Bias from the Bottom: Week 2
Blinded by Privilege
Sunday, March 27, 2016
You never really understand a person until you consider things from his point of view, until you climb into his skin and walk around in it. —Harper Lee (1926-2016), To Kill a Mockingbird
Once in a place of power, after the 4th century, the Church began to interpret Scripture in a very different way. Once Pharaoh is your benefactor and protector, there are many questions you can no longer ask. You can’t ask about liberation of slaves in Pharaoh’s house, nor do questions of justice or equality make it to the cocktail party. And if you do ask such questions, you will not be answered, but quietly—or savagely—eliminated. That was made very clear in Exodus.
Once Christianity was protected by the emperors, once we moved from the catacombs to the basilicas (“palaces”), we could no longer feel the rejection that Jesus experienced by being born poor in an occupied country. We changed sides, and therefore we changed our point of view: not from the bottom up, but from the top down.

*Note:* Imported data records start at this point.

use rand::Rng;
use tracing::debug;

use crate::seen_set::SeenSet;

/// Number of piles in the final configuration of the classic game.
///
/// With 9 final piles the card total is 45.
pub const NUM_FINAL_PILES: u32 = 9;

/// The number of cards in play for a game that ends in `final_piles` piles.
///
/// Closed form of `1 + 2 + ... + final_piles`. The game is only guaranteed
/// to terminate when the card total is such a triangular number.
pub const fn card_total(final_piles: u32) -> u32 {
    final_piles * (final_piles + 1) / 2
}

/// The board for Bulgarian solitaire.
///
/// Holds the current sequence of pile sizes in a partially-filled,
/// fixed-capacity store. The capacity is the card total, which covers the
/// degenerate configuration where every pile holds a single card.
//
// Representation invariant, re-checked after every mutating operation:
//
// * `pile_count <= piles.len()`, and `piles.len()` is the card total
// * `piles[..pile_count]` are the piles; every entry is in `[1, card total]`
// * `piles[..pile_count]` sums to exactly the card total
// * `piles[pile_count..]` is zeroed between rounds (it doubles as scratch
//   space during the round transition)
#[derive(Clone, Debug)]
pub struct Board {
    piles: Box<[u32]>,
    pile_count: usize,
    final_piles: u32,
}

impl Board {
    /// Creates a board with the configuration given in `piles`, first pile
    /// first.
    ///
    /// The caller is responsible for validating its input beforehand: every
    /// element must be positive and the elements must sum to
    /// [`card_total(final_piles)`](card_total). Handing over a sequence that
    /// breaks this precondition is a bug in the caller, and trips the
    /// board's own invariant check rather than returning an error.
    pub fn from_piles(final_piles: u32, piles: &[u32]) -> Self {
        let mut store = vec![0u32; card_total(final_piles) as usize].into_boxed_slice();
        let mut pile_count = 0;
        for &pile in piles {
            if pile > 0 {
                store[pile_count] = pile;
                pile_count += 1;
            }
        }

        let board = Self {
            piles: store,
            pile_count,
            final_piles,
        };
        debug!(config = %board.config_string(), "created board from explicit configuration");
        board.assert_valid();
        board
    }

    /// Creates a board with a random initial configuration.
    ///
    /// Pile sizes are drawn uniformly from `[1, remaining]` until the card
    /// total is used up, so the sum invariant holds by construction. The
    /// random source is injected; seed it (e.g. via
    /// `StdRng::seed_from_u64`) to make a game reproducible.
    pub fn random<R: Rng>(final_piles: u32, rng: &mut R) -> Self {
        let total = card_total(final_piles);
        let mut store = vec![0u32; total as usize].into_boxed_slice();
        let mut pile_count = 0;
        let mut remaining = total;
        while remaining > 0 {
            let drawn = rng.gen_range(1..=remaining);
            store[pile_count] = drawn;
            pile_count += 1;
            remaining -= drawn;
        }

        let board = Self {
            piles: store,
            pile_count,
            final_piles,
        };
        debug!(config = %board.config_string(), "created board from random configuration");
        board.assert_valid();
        board
    }

    /// Number of piles in a terminal configuration.
    pub fn final_piles(&self) -> u32 {
        self.final_piles
    }

    /// Total number of cards on the board, constant for the whole game.
    pub fn total_cards(&self) -> u32 {
        card_total(self.final_piles)
    }

    /// The current pile sizes, first pile first.
    pub fn piles(&self) -> &[u32] {
        &self.piles[..self.pile_count]
    }

    /// Plays one round: takes one card from every pile and stacks the taken
    /// cards into a new pile at the end. Piles emptied this way disappear;
    /// the surviving piles keep their relative order.
    ///
    /// Runs in time linear in the pile count and entirely in place, using
    /// the unused tail of the store as scratch space instead of a second
    /// full-size buffer.
    pub fn play_round(&mut self) {
        let old_pile_count = self.pile_count;
        let capacity = self.piles.len();

        // One card off every pile. The new pile gets exactly one card per
        // old pile, so its size is `old_pile_count`.
        let mut emptied = 0;
        for pile in &mut self.piles[..old_pile_count] {
            *pile -= 1;
            if *pile == 0 {
                emptied += 1;
            }
        }
        let survivors = old_pile_count - emptied;

        // Compact the survivors into the tail, leaving the last slot free
        // for the new pile. The write region starts at `old_pile_count - 1`
        // at the earliest, so a write can only alias the final read, and in
        // that regime every survivor is a 1-card pile, which makes the
        // aliased copy harmless.
        let start = capacity - survivors - 1;
        let mut back = start;
        for front in 0..old_pile_count {
            if self.piles[front] != 0 {
                self.piles[back] = self.piles[front];
                back += 1;
            }
        }
        self.piles[capacity - 1] = old_pile_count as u32;

        // Shift survivors plus new pile back down to index 0 and re-zero
        // the tail for the next round.
        self.piles.copy_within(start.., 0);
        self.pile_count = survivors + 1;
        self.piles[self.pile_count..].fill(0);

        debug!(config = %self.config_string(), "played round");
        self.assert_valid();
    }

    /// Returns true iff the board is at the end of the game: exactly
    /// `final_piles` piles with sizes `1, 2, ..., final_piles` in any order.
    ///
    /// A single pass suffices: with the pile count equal to `final_piles`
    /// and the sum invariant pinning the total, zero duplicate magnitudes
    /// force the sizes to be exactly `{1, ..., final_piles}`. No sorting,
    /// no range check.
    pub fn is_done(&self) -> bool {
        if self.pile_count != self.final_piles as usize {
            return false;
        }

        let mut seen = SeenSet::with_max(self.total_cards());
        let mut duplicates = 0;
        for &pile in self.piles() {
            if !seen.insert(pile) {
                duplicates += 1;
            }
        }
        duplicates == 0
    }

    /// The current configuration as a space-separated list of pile sizes,
    /// with no leading or trailing whitespace and no brackets.
    pub fn config_string(&self) -> String {
        let sizes: Vec<String> = self.piles().iter().map(u32::to_string).collect();
        sizes.join(" ")
    }

    // Invariant self-check. Violations are programming defects, caught at
    // the operation that produced them, so this is an assertion rather than
    // a recoverable error.
    fn assert_valid(&self) {
        let total = self.total_cards();
        debug_assert!(
            self.pile_count <= self.piles.len(),
            "pile count {} exceeds store capacity {}",
            self.pile_count,
            self.piles.len()
        );
        debug_assert!(
            self.piles().iter().all(|&p| (1..=total).contains(&p)),
            "pile size out of [1, {}] in {:?}",
            total,
            self.piles()
        );
        debug_assert_eq!(
            self.piles().iter().sum::<u32>(),
            total,
            "pile sizes must sum to the card total"
        );
    }
}

impl std::fmt::Display for Board {
    fn fmt(&self, f: &mut std::fmt::Formatter<'_>) -> std::fmt::Result {
        f.write_str(&self.config_string())
    }
}
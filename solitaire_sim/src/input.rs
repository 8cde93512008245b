use std::io;

use anyhow::Context;
use solitaire::card_total;

/// Why a line of user input was rejected.
#[derive(Debug, PartialEq, Eq)]
pub enum InvalidConfig {
    NotAnInteger { token: String },
    NonPositive { value: i64 },
    WrongSum { sum: u64, expected: u32 },
}

impl std::error::Error for InvalidConfig {}

impl std::fmt::Display for InvalidConfig {
    fn fmt(&self, f: &mut std::fmt::Formatter<'_>) -> std::fmt::Result {
        match self {
            InvalidConfig::NotAnInteger { token } => {
                write!(f, "'{}' is not an integer", token)
            }
            InvalidConfig::NonPositive { value } => {
                write!(f, "every pile needs at least one card, got {}", value)
            }
            InvalidConfig::WrongSum { sum, expected } => {
                write!(f, "pile sizes sum to {} instead of {}", sum, expected)
            }
        }
    }
}

/// Parses one line of space-separated pile sizes.
///
/// A single bad token rejects the whole line; nothing parsed before it is
/// kept. Only a list of positive integers summing to `expected_total` is
/// accepted.
pub fn parse_config_line(line: &str, expected_total: u32) -> Result<Vec<u32>, InvalidConfig> {
    let mut piles = Vec::new();
    let mut sum: u64 = 0;
    for token in line.split_whitespace() {
        let value: i64 = token.parse().map_err(|_| InvalidConfig::NotAnInteger {
            token: token.to_owned(),
        })?;
        if value <= 0 {
            return Err(InvalidConfig::NonPositive { value });
        }
        // Saturate so a line of absurdly large values fails the sum check
        // below instead of overflowing the accumulator.
        sum = sum.saturating_add(value as u64);
        piles.push(value as u64);
    }
    if sum != u64::from(expected_total) {
        return Err(InvalidConfig::WrongSum {
            sum,
            expected: expected_total,
        });
    }
    // The sum check caps every element at the card total, so the narrowing
    // cast cannot truncate.
    Ok(piles.into_iter().map(|pile| pile as u32).collect())
}

/// Prompts on stdout and reads lines until the user enters a valid initial
/// configuration.
pub fn collect_initial_config(
    lines: &mut impl Iterator<Item = io::Result<String>>,
    final_piles: u32,
) -> anyhow::Result<Vec<u32>> {
    let expected_total = card_total(final_piles);
    println!("Number of total cards is {}", expected_total);
    println!("You will be entering the initial configuration of the cards (i.e., how many in each pile).");
    println!("Please enter a space-separated list of positive integers followed by newline:");

    loop {
        let line = lines
            .next()
            .context("stdin closed before a valid configuration was entered")??;
        match parse_config_line(&line, expected_total) {
            Ok(piles) => return Ok(piles),
            Err(err) => {
                tracing::debug!(%err, "rejected configuration");
                println!(
                    "ERROR: Each pile must have at least one card and the total number of cards must be {}",
                    expected_total
                );
                println!("Please enter a space-separated list of positive integers followed by newline:");
            }
        }
    }
}

#[cfg(test)]
mod tests {
    use super::*;

    #[test]
    fn accepts_a_valid_list() {
        assert_eq!(parse_config_line("45", 45), Ok(vec![45]));
        assert_eq!(parse_config_line("  20 20  5 ", 45), Ok(vec![20, 20, 5]));
    }

    #[test]
    fn rejects_non_integers() {
        assert_eq!(
            parse_config_line("20 twenty 5", 45),
            Err(InvalidConfig::NotAnInteger {
                token: "twenty".to_owned()
            })
        );
        assert_eq!(
            parse_config_line("4.5", 45),
            Err(InvalidConfig::NotAnInteger {
                token: "4.5".to_owned()
            })
        );
    }

    #[test]
    fn rejects_non_positive_values() {
        assert_eq!(
            parse_config_line("45 0", 45),
            Err(InvalidConfig::NonPositive { value: 0 })
        );
        assert_eq!(
            parse_config_line("50 -5", 45),
            Err(InvalidConfig::NonPositive { value: -5 })
        );
    }

    #[test]
    fn rejects_a_wrong_sum() {
        assert_eq!(
            parse_config_line("40 4", 45),
            Err(InvalidConfig::WrongSum {
                sum: 44,
                expected: 45
            })
        );
        // An empty line sums to zero and is rejected the same way.
        assert_eq!(
            parse_config_line("", 45),
            Err(InvalidConfig::WrongSum {
                sum: 0,
                expected: 45
            })
        );
    }

    #[test]
    fn huge_values_saturate_instead_of_overflowing() {
        assert_eq!(
            parse_config_line(
                "9223372036854775807 9223372036854775807 9223372036854775807",
                45
            ),
            Err(InvalidConfig::WrongSum {
                sum: u64::MAX,
                expected: 45
            })
        );
    }

    #[test]
    fn values_past_the_card_total_fail_the_sum_check() {
        assert_eq!(
            parse_config_line("5000000000", 45),
            Err(InvalidConfig::WrongSum {
                sum: 5_000_000_000,
                expected: 45
            })
        );
    }
}
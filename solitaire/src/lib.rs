pub use board::*;

#[cfg(test)]
mod arbitrary;
mod board;
mod seen_set;
/// A compact set of pile magnitudes.
///
/// The terminal-state check only needs one-pass duplicate detection over
/// values already known to lie in `[1, total_cards]`, so a bitset over that
/// range is enough and avoids hashing.
#[derive(Clone, Debug)]
pub(crate) struct SeenSet {
    words: Box<[u64]>,
}

impl SeenSet {
    /// Creates an empty set able to hold magnitudes in `[0, max]`.
    pub(crate) fn with_max(max: u32) -> Self {
        Self {
            words: vec![0u64; max as usize / 64 + 1].into_boxed_slice(),
        }
    }

    /// Inserts a magnitude, returning `false` if it was already present.
    pub(crate) fn insert(&mut self, value: u32) -> bool {
        let word = value as usize / 64;
        let mask = 1u64 << (value % 64);
        let novel = self.words[word] & mask == 0;
        self.words[word] |= mask;
        novel
    }
}

#[cfg(test)]
mod tests {
    use super::*;

    #[test]
    fn insert_reports_duplicates() {
        let mut set = SeenSet::with_max(45);
        assert!(set.insert(7));
        assert!(set.insert(45));
        assert!(!set.insert(7));
        assert!(!set.insert(45));
        assert!(set.insert(1));
    }

    #[test]
    fn magnitudes_past_one_word() {
        let mut set = SeenSet::with_max(120);
        assert!(set.insert(64));
        assert!(set.insert(120));
        assert!(!set.insert(64));
    }
}
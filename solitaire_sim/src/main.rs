use std::io::{self, BufRead, Write};

use anyhow::Context;
use clap::Parser;
use rand::rngs::StdRng;
use rand::SeedableRng;
use solitaire::{Board, NUM_FINAL_PILES};
use tracing::info;
use tracing_subscriber::filter::{LevelFilter, Targets};
use tracing_subscriber::layer::SubscriberExt;
use tracing_subscriber::util::SubscriberInitExt;

mod input;

/// Simulates Bulgarian solitaire: starting from some division of the cards
/// into piles, every round takes one card from each pile and stacks the
/// taken cards into a new pile, until the pile sizes are exactly
/// 1, 2, ..., N in some order.
#[derive(Parser)]
struct Args {
    /// Read the initial configuration from stdin instead of generating it randomly
    #[arg(short, long)]
    user_config: bool,

    /// Pause for a keypress between rounds
    #[arg(short, long)]
    single_step: bool,

    /// Number of piles in the final configuration
    #[arg(long, default_value_t = NUM_FINAL_PILES)]
    final_piles: u32,

    /// RNG seed
    #[arg(long)]
    seed: Option<u64>,

    /// A log level among "off", "error", "warn", "info", "debug", "trace"
    #[arg(short, long, default_value = "warn")]
    log_level: LevelFilter,
}

fn main() -> anyhow::Result<()> {
    let args = Args::parse();

    initialize_logging(args.log_level);

    let stdin = io::stdin();
    let mut lines = stdin.lock().lines();

    let board = if args.user_config {
        let piles = input::collect_initial_config(&mut lines, args.final_piles)?;
        Board::from_piles(args.final_piles, &piles)
    } else {
        let seed = args.seed.unwrap_or_else(rand::random);
        info!(seed);
        let mut rng = StdRng::seed_from_u64(seed);
        Board::random(args.final_piles, &mut rng)
    };

    println!("Initial configuration: {}", board.config_string());
    run_game(board, args.single_step, &mut lines)
}

fn run_game(
    mut board: Board,
    single_step: bool,
    lines: &mut impl Iterator<Item = io::Result<String>>,
) -> anyhow::Result<()> {
    let mut round = 1;
    while !board.is_done() {
        if single_step && round > 1 {
            print!("<Type return to continue>");
            io::stdout().flush()?;
            lines.next().context("stdin closed while single-stepping")??;
        }
        board.play_round();
        println!("[{}] Current configuration: {}", round, board.config_string());
        round += 1;
    }
    println!("Done!");
    info!(rounds = round - 1, "game finished");
    Ok(())
}

fn initialize_logging(level: LevelFilter) {
    let format = tracing_subscriber::fmt::format()
        .with_target(false)
        .compact();

    let filter = Targets::new().with_default(level);

    tracing_subscriber::registry()
        .with(tracing_subscriber::fmt::layer().event_format(format))
        .with(filter)
        .init();
}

The top was where most clergy henceforth resided or set their sights. That has been the perspective from which much of our preaching and Scripture interpretation came: white, European, uniquely educated, mostly comfortable, usually celibate males. I am one myself, and we are not all bad. But we are not all. When history and religion are exclusively taught from the vantage point of the people in power—which is almost always the case—we can’t see the reality right in front of our noses. We live out of a bias that is unrecognized: privilege and easy access to privilege. This is what St. Francis, for example, was trying to reform.
In country after country that I’ve spoken in over the years, the laity have come to accept that the bishops and priests look out at reality from the side of management and seldom from the side of the laboring class, where Jesus unquestionably resided. When and where we did have servant leadership, the church flourished; where they didn’t, we often experience, to this day and with good reason, a virulent anti-clericalism.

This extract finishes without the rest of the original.